[[ EXCERPTED DATA, beginning ]]

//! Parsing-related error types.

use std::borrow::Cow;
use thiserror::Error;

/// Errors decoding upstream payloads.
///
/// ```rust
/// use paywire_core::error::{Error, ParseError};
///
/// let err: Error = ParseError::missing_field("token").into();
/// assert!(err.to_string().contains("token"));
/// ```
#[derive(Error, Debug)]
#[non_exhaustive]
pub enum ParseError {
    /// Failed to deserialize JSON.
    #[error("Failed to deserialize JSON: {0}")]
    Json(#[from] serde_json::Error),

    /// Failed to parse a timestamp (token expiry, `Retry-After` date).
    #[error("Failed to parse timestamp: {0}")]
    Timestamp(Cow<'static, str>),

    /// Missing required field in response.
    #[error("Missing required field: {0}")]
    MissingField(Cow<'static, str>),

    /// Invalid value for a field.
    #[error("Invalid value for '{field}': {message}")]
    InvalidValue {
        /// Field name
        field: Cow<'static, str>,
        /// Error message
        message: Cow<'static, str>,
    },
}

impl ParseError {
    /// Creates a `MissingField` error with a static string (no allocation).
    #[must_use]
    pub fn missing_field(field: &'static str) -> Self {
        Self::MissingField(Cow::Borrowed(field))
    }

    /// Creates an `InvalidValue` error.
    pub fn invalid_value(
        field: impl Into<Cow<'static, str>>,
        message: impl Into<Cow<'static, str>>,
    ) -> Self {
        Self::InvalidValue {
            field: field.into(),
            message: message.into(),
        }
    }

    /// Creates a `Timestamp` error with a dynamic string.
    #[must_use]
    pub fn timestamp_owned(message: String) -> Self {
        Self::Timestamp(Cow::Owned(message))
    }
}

[[ EXCERPTED DATA, end ]]

Reproduce the entries above in full, precisely as written.

//! Parsing-related error types.

use std::borrow::Cow;
use thiserror::Error;

/// Errors decoding upstream payloads.
///
/// ```rust
/// use paywire_core::error::{Error, ParseError};
///
/// let err: Error = ParseError::missing_field("token").into();
/// assert!(err.to_string().contains("token"));
/// ```
#[derive(Error, Debug)]
#[non_exhaustive]
pub enum ParseError {
    /// Failed to deserialize JSON.
    #[error("Failed to deserialize JSON: {0}")]
    Json(#[from] serde_json::Error),

    /// Failed to parse a timestamp (token expiry, `Retry-After` date).
    #[error("Failed to parse timestamp: {0}")]
    Timestamp(Cow<'static, str>),

    /// Missing required field in response.
    #[error("Missing required field: {0}")]
    MissingField(Cow<'static, str>),

    /// Invalid value for a field.
    #[error("Invalid value for '{field}': {message}")]
    InvalidValue {
        /// Field name
        field: Cow<'static, str>,
        /// Error message
        message: Cow<'static, str>,
    },
}

impl ParseError {
    /// Creates a `MissingField` error with a static string (no allocation).
    #[must_use]
    pub fn missing_field(field: &'static str) -> Self {
        Self::MissingField(Cow::Borrowed(field))
    }

    /// Creates an `InvalidValue` error.
    pub fn invalid_value(
        field: impl Into<Cow<'static, str>>,
        message: impl Into<Cow<'static, str>>,
    ) -> Self {
        Self::InvalidValue {
            field: field.into(),
            message: message.into(),
        }
    }

    /// Creates a `Timestamp` error with a dynamic string.
    #[must_use]
    pub fn timestamp_owned(message: String) -> Self {
        Self::Timestamp(Cow::Owned(message))
    }
}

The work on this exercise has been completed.